What to do: The data must be written out once more, precisely as given.

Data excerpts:

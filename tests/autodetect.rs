/*
    fluxcodec
    https://github.com/dbalsom/fluxcodec

    Copyright 2024-2025 Daniel Balsom

    Permission is hereby granted, free of charge, to any person obtaining a
    copy of this software and associated documentation files (the “Software”),
    to deal in the Software without restriction, including without limitation
    the rights to use, copy, modify, merge, publish, distribute, sublicense,
    and/or sell copies of the Software, and to permit persons to whom the
    Software is furnished to do so, subject to the following conditions:

    The above copyright notice and this permission notice shall be included in
    all copies or substantial portions of the Software.

    THE SOFTWARE IS PROVIDED “AS IS”, WITHOUT WARRANTY OF ANY KIND, EXPRESS OR
    IMPLIED, INCLUDING BUT NOT LIMITED TO THE WARRANTIES OF MERCHANTABILITY,
    FITNESS FOR A PARTICULAR PURPOSE AND NONINFRINGEMENT. IN NO EVENT SHALL THE
    AUTHORS OR COPYRIGHT HOLDERS BE LIABLE FOR ANY CLAIM, DAMAGES OR OTHER
    LIABILITY, WHETHER IN AN ACTION OF CONTRACT, TORT OR OTHERWISE, ARISING
    FROM, OUT OF OR IN CONNECTION WITH THE SOFTWARE OR THE USE OR OTHER
    DEALINGS IN THE SOFTWARE.

    --------------------------------------------------------------------------

    tests/autodetect.rs

    End-to-end auto-detection over synthesized tracks.
*/

mod common;

use common::{init, push_raw_byte, run_channel};
use bit_vec::BitVec;
use fluxcodec::{
    codec::{mfm::MfmCodec, SchemeCodec},
    prelude::*,
};

/// An MFM sector lead-in: sync run, three A1 marks and an IDAM.
fn mfm_idam_cells(codec: &mut MfmCodec) -> BitVec {
    let mut cells = BitVec::new();
    for _ in 0..12 {
        codec.encode_byte(0x00, &mut cells);
    }
    for _ in 0..3 {
        codec.encode_mark(0xA1, &mut cells);
    }
    codec.encode_byte(0xFE, &mut cells);
    cells
}

/// An Apple 6&2 address prologue with self-sync bytes.
fn apple_prologue_cells() -> BitVec {
    let mut cells = BitVec::new();
    for byte in [0xFF, 0xFF, 0xFF, 0xD5, 0xAA, 0x96] {
        push_raw_byte(&mut cells, byte);
    }
    cells
}

#[test]
fn channel_locks_to_mfm_after_three_marks() {
    init();
    let mut channel = DecodeChannel::new(ChannelConfig {
        initial_mode: EncodingMode::Fm,
        auto_detect: true,
    });

    let mut codec = MfmCodec::new();
    let mut cells = BitVec::new();
    for _ in 0..3 {
        cells.extend(mfm_idam_cells(&mut codec).iter());
    }

    let ticks = run_channel(&mut channel, &cells);
    let syncs: Vec<&ChannelTick> = ticks
        .iter()
        .filter(|t| t.status.contains(ChannelStatus::SYNC_DETECTED))
        .collect();
    assert_eq!(syncs.len(), 3);

    assert!(channel.detection_state().locked);
    assert_eq!(channel.mode(), EncodingMode::Mfm);
    assert!(ticks.last().unwrap().status.contains(ChannelStatus::LOCKED));
}

#[test]
fn two_marks_do_not_lock() {
    init();
    let mut channel = DecodeChannel::new(ChannelConfig {
        initial_mode: EncodingMode::Fm,
        auto_detect: true,
    });

    let mut codec = MfmCodec::new();
    let mut cells = BitVec::new();
    for _ in 0..2 {
        cells.extend(mfm_idam_cells(&mut codec).iter());
    }
    run_channel(&mut channel, &cells);

    assert!(!channel.detection_state().locked);
    // Unlocked, so the candidate switched immediately on the first mark.
    assert_eq!(channel.mode(), EncodingMode::Mfm);
}

#[test]
fn locked_channel_resists_brief_disturbance() {
    init();
    let mut channel = DecodeChannel::new(ChannelConfig::default());

    let mut codec = MfmCodec::new();
    let mut cells = BitVec::new();
    for _ in 0..3 {
        cells.extend(mfm_idam_cells(&mut codec).iter());
    }
    run_channel(&mut channel, &cells);
    assert!(channel.detection_state().locked);
    assert_eq!(channel.mode(), EncodingMode::Mfm);

    // Nine Apple prologues: mismatches, but below the unlock threshold.
    let mut disturbance = BitVec::new();
    for _ in 0..9 {
        disturbance.extend(apple_prologue_cells().iter());
    }
    run_channel(&mut channel, &disturbance);
    assert!(channel.detection_state().locked);
    assert_eq!(channel.mode(), EncodingMode::Mfm);
    assert_eq!(channel.detection_state().mismatch_count, 9);
}

#[test]
fn ten_mismatches_switch_modes() {
    init();
    let mut channel = DecodeChannel::new(ChannelConfig::default());

    let mut codec = MfmCodec::new();
    let mut cells = BitVec::new();
    for _ in 0..3 {
        cells.extend(mfm_idam_cells(&mut codec).iter());
    }
    run_channel(&mut channel, &cells);
    assert!(channel.detection_state().locked);

    let mut disturbance = BitVec::new();
    for _ in 0..10 {
        disturbance.extend(apple_prologue_cells().iter());
    }
    let ticks = run_channel(&mut channel, &disturbance);

    assert!(!channel.detection_state().locked);
    assert_eq!(channel.mode(), EncodingMode::GcrApple6);
    assert!(ticks.iter().any(|t| t.mode_changed == Some(EncodingMode::GcrApple6)));
}

#[test]
fn address_marks_are_reported() {
    init();
    let mut channel = DecodeChannel::new(ChannelConfig::default());
    let mut codec = MfmCodec::new();
    let cells = mfm_idam_cells(&mut codec);
    let ticks = run_channel(&mut channel, &cells);

    let marks: Vec<AddressMark> = ticks.iter().filter_map(|t| t.am).collect();
    assert_eq!(
        marks,
        vec![AddressMark {
            mark: AddressMarkType::Id,
            mode: EncodingMode::Mfm,
        }]
    );
}

#[test]
fn manual_mode_ignores_detection() {
    init();
    let mut channel = DecodeChannel::new(ChannelConfig {
        initial_mode: EncodingMode::GcrCbm,
        auto_detect: false,
    });

    let mut codec = MfmCodec::new();
    let mut cells = BitVec::new();
    for _ in 0..5 {
        cells.extend(mfm_idam_cells(&mut codec).iter());
    }
    let ticks = run_channel(&mut channel, &cells);

    // Sync events are still observed and reported, but the mux does not move.
    assert!(ticks.iter().any(|t| t.status.contains(ChannelStatus::SYNC_DETECTED)));
    assert_eq!(channel.mode(), EncodingMode::GcrCbm);
    assert!(!channel.detection_state().locked);
}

Completed task:
filename tests/autodetect.rs
/*
    fluxcodec
    https://github.com/dbalsom/fluxcodec

    Copyright 2024-2025 Daniel Balsom

    Permission is hereby granted, free of charge, to any person obtaining a
    copy of this software and associated documentation files (the “Software”),
    to deal in the Software without restriction, including without limitation
    the rights to use, copy, modify, merge, publish, distribute, sublicense,
    and/or sell copies of the Software, and to permit persons to whom the
    Software is furnished to do so, subject to the following conditions:

    The above copyright notice and this permission notice shall be included in
    all copies or substantial portions of the Software.

    THE SOFTWARE IS PROVIDED “AS IS”, WITHOUT WARRANTY OF ANY KIND, EXPRESS OR
    IMPLIED, INCLUDING BUT NOT LIMITED TO THE WARRANTIES OF MERCHANTABILITY,
    FITNESS FOR A PARTICULAR PURPOSE AND NONINFRINGEMENT. IN NO EVENT SHALL THE
    AUTHORS OR COPYRIGHT HOLDERS BE LIABLE FOR ANY CLAIM, DAMAGES OR OTHER
    LIABILITY, WHETHER IN AN ACTION OF CONTRACT, TORT OR OTHERWISE, ARISING
    FROM, OUT OF OR IN CONNECTION WITH THE SOFTWARE OR THE USE OR OTHER
    DEALINGS IN THE SOFTWARE.

    --------------------------------------------------------------------------

    tests/autodetect.rs

    End-to-end auto-detection over synthesized tracks.
*/

mod common;

use common::{init, push_raw_byte, run_channel};
use bit_vec::BitVec;
use fluxcodec::{
    codec::{mfm::MfmCodec, SchemeCodec},
    prelude::*,
};

/// An MFM sector lead-in: sync run, three A1 marks and an IDAM.
fn mfm_idam_cells(codec: &mut MfmCodec) -> BitVec {
    let mut cells = BitVec::new();
    for _ in 0..12 {
        codec.encode_byte(0x00, &mut cells);
    }
    for _ in 0..3 {
        codec.encode_mark(0xA1, &mut cells);
    }
    codec.encode_byte(0xFE, &mut cells);
    cells
}

/// An Apple 6&2 address prologue with self-sync bytes.
fn apple_prologue_cells() -> BitVec {
    let mut cells = BitVec::new();
    for byte in [0xFF, 0xFF, 0xFF, 0xD5, 0xAA, 0x96] {
        push_raw_byte(&mut cells, byte);
    }
    cells
}

#[test]
fn channel_locks_to_mfm_after_three_marks() {
    init();
    let mut channel = DecodeChannel::new(ChannelConfig {
        initial_mode: EncodingMode::Fm,
        auto_detect: true,
    });

    let mut codec = MfmCodec::new();
    let mut cells = BitVec::new();
    for _ in 0..3 {
        cells.extend(mfm_idam_cells(&mut codec).iter());
    }

    let ticks = run_channel(&mut channel, &cells);
    let syncs: Vec<&ChannelTick> = ticks
        .iter()
        .filter(|t| t.status.contains(ChannelStatus::SYNC_DETECTED))
        .collect();
    assert_eq!(syncs.len(), 3);

    assert!(channel.detection_state().locked);
    assert_eq!(channel.mode(), EncodingMode::Mfm);
    assert!(ticks.last().unwrap().status.contains(ChannelStatus::LOCKED));
}

#[test]
fn two_marks_do_not_lock() {
    init();
    let mut channel = DecodeChannel::new(ChannelConfig {
        initial_mode: EncodingMode::Fm,
        auto_detect: true,
    });

    let mut codec = MfmCodec::new();
    let mut cells = BitVec::new();
    for _ in 0..2 {
        cells.extend(mfm_idam_cells(&mut codec).iter());
    }
    run_channel(&mut channel, &cells);

    assert!(!channel.detection_state().locked);
    // Unlocked, so the candidate switched immediately on the first mark.
    assert_eq!(channel.mode(), EncodingMode::Mfm);
}

#[test]
fn locked_channel_resists_brief_disturbance() {
    init();
    let mut channel = DecodeChannel::new(ChannelConfig::default());

    let mut codec = MfmCodec::new();
    let mut cells = BitVec::new();
    for _ in 0..3 {
        cells.extend(mfm_idam_cells(&mut codec).iter());
    }
    run_channel(&mut channel, &cells);
    assert!(channel.detection_state().locked);
    assert_eq!(channel.mode(), EncodingMode::Mfm);

    // Nine Apple prologues: mismatches, but below the unlock threshold.
    let mut disturbance = BitVec::new();
    for _ in 0..9 {
        disturbance.extend(apple_prologue_cells().iter());
    }
    run_channel(&mut channel, &disturbance);
    assert!(channel.detection_state().locked);
    assert_eq!(channel.mode(), EncodingMode::Mfm);
    assert_eq!(channel.detection_state().mismatch_count, 9);
}

#[test]
fn ten_mismatches_switch_modes() {
    init();
    let mut channel = DecodeChannel::new(ChannelConfig::default());

    let mut codec = MfmCodec::new();
    let mut cells = BitVec::new();
    for _ in 0..3 {
        cells.extend(mfm_idam_cells(&mut codec).iter());
    }
    run_channel(&mut channel, &cells);
    assert!(channel.detection_state().locked);

    let mut disturbance = BitVec::new();
    for _ in 0..10 {
        disturbance.extend(apple_prologue_cells().iter());
    }
    let ticks = run_channel(&mut channel, &disturbance);

    assert!(!channel.detection_state().locked);
    assert_eq!(channel.mode(), EncodingMode::GcrApple6);
    assert!(ticks.iter().any(|t| t.mode_changed == Some(EncodingMode::GcrApple6)));
}

#[test]
fn address_marks_are_reported() {
    init();
    let mut channel = DecodeChannel::new(ChannelConfig::default());
    let mut codec = MfmCodec::new();
    let cells = mfm_idam_cells(&mut codec);
    let ticks = run_channel(&mut channel, &cells);

    let marks: Vec<AddressMark> = ticks.iter().filter_map(|t| t.am).collect();
    assert_eq!(
        marks,
        vec![AddressMark {
            mark: AddressMarkType::Id,
            mode: EncodingMode::Mfm,
        }]
    );
}

#[test]
fn manual_mode_ignores_detection() {
    init();
    let mut channel = DecodeChannel::new(ChannelConfig {
        initial_mode: EncodingMode::GcrCbm,
        auto_detect: false,
    });

    let mut codec = MfmCodec::new();
    let mut cells = BitVec::new();
    for _ in 0..5 {
        cells.extend(mfm_idam_cells(&mut codec).iter());
    }
    let ticks = run_channel(&mut channel, &cells);

    // Sync events are still observed and reported, but the mux does not move.
    assert!(ticks.iter().any(|t| t.status.contains(ChannelStatus::SYNC_DETECTED)));
    assert_eq!(channel.mode(), EncodingMode::GcrCbm);
    assert!(!channel.detection_state().locked);
}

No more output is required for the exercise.